Did your contract state anything about the condition of your tack when you loaned it out, and who would be responsible for the cost/repairs/replacement if damaged, besides general wear and tear? When I put my horse out on loan, the loan agreement (bhs), covered all tack that would go to them, the condition it was in, with photos of the tack to prove what damage and scuffs were already present (protects them if I tried to claim for costs for bits that were already damaged- not that I would, but protects me if tack comes back in state!). Another point to make in any communications with this absolute brat and her mother.

If so, and it states that loanee is reponsible for any replacements or costs except for general wear and tear from use, I would happily send her a copy of the contract, ask for the money within so many days, and then seek support from the police for criminal damage if so- with a copy of the CCTV footage you have. In the meantime, let the police know of the situation. If the mum is still on your side, could you speak to her about the damage, and recovering the cost of replacement tack before pursuing anything else?

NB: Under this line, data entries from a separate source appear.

//! The contract every resource kind implements so the generic store
//! operations (list-all, upsert-one, batch-sync) can drive it.
use sea_orm::EntityTrait;
use serde::{de::DeserializeOwned, Serialize};

use crate::errors::ModelError;

/// How `batch-sync` reconciles the stored collection with the supplied list.
#[derive(Clone, Copy, Debug, PartialEq, Eq)]
pub enum BatchPolicy {
    /// Delete every row of the kind, then insert the supplied records.
    DestructiveReplace,
    /// Upsert each record; rows not mentioned are kept.
    UpsertEach,
}

/// Who assigns the primary key.
#[derive(Clone, Copy, Debug, PartialEq, Eq)]
pub enum IdStrategy {
    /// The caller must send the identifier.
    CallerSupplied,
    /// The store (or the service) assigns it when the caller omits it.
    Generated,
}

pub trait Resource: EntityTrait {
    /// Wire shape: closed, typed, camelCase.
    type Record: Serialize + DeserializeOwned + Send + Sync + 'static;

    /// Path segment under `/api/v1`.
    const NAME: &'static str;
    /// Human name used in sync messages, e.g. "Portfolio synchronized".
    const LABEL: &'static str;
    const BATCH_POLICY: BatchPolicy;
    const ID_STRATEGY: IdStrategy;

    /// Build a fully populated row; every column is `Set`, so an upsert replaces the whole row.
    fn into_active_model(record: Self::Record) -> Result<Self::ActiveModel, ModelError>;

    fn to_record(model: Self::Model) -> Result<Self::Record, ModelError>;

    fn batch_message() -> String {
        match Self::BATCH_POLICY {
            BatchPolicy::DestructiveReplace => format!("{} synchronized", Self::LABEL),
            BatchPolicy::UpsertEach => "Batch upserted".to_string(),
        }
    }
}

/// Reject blank caller-supplied identifiers.
pub(crate) fn require_id(id: String) -> Result<String, ModelError> {
    if id.trim().is_empty() {
        return Err(ModelError::required("id"));
    }
    Ok(id)
}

This girl may be young, but this is beyond immaturity. This is criminal damage/vandalism, and some of her behaviour borders on harassment. I am sure she is not that young that she is completely unaware of the consequences of her actions, and I don't think the threat of the law coming down on her would harm her at all. 

I honestly wonder how her mum is addressing the issue directly with the kid? I am not sure whether she is too soft on her/doesn't do enough, or requires sympathy because she has a reckless teen on her hands, with the influence of an idiot boyfriend.


----------



## cronkmooar (10 September 2014)

What a bizarre way to behave


----------



## dianchi (10 September 2014)

Am truely truely sorry to read all this!

Def photograph and get the CCTV, personally I would speak to the mother, as the money might be quicker forthcoming.

However, police involvement for criminal damage and you have proof so get her arrested.

What a nightmare for you


----------



## _GG_ (10 September 2014)

misskk88 said:



			THIS 100 times over!

Did your contract state anything about the condition of your tack when you loaned it out, and who would be responsible for the cost/repairs/replacement if damaged, besides general wear and tear? When I put my horse out on loan, the loan agreement (bhs), covered all tack that would go to them, the condition it was in, with photos of the tack to prove what damage and scuffs were already present (protects them if I tried to claim for costs for bits that were already damaged- not that I would, but protects me if tack comes back in state!). Another point to make in any communications with this absolute brat and her mother.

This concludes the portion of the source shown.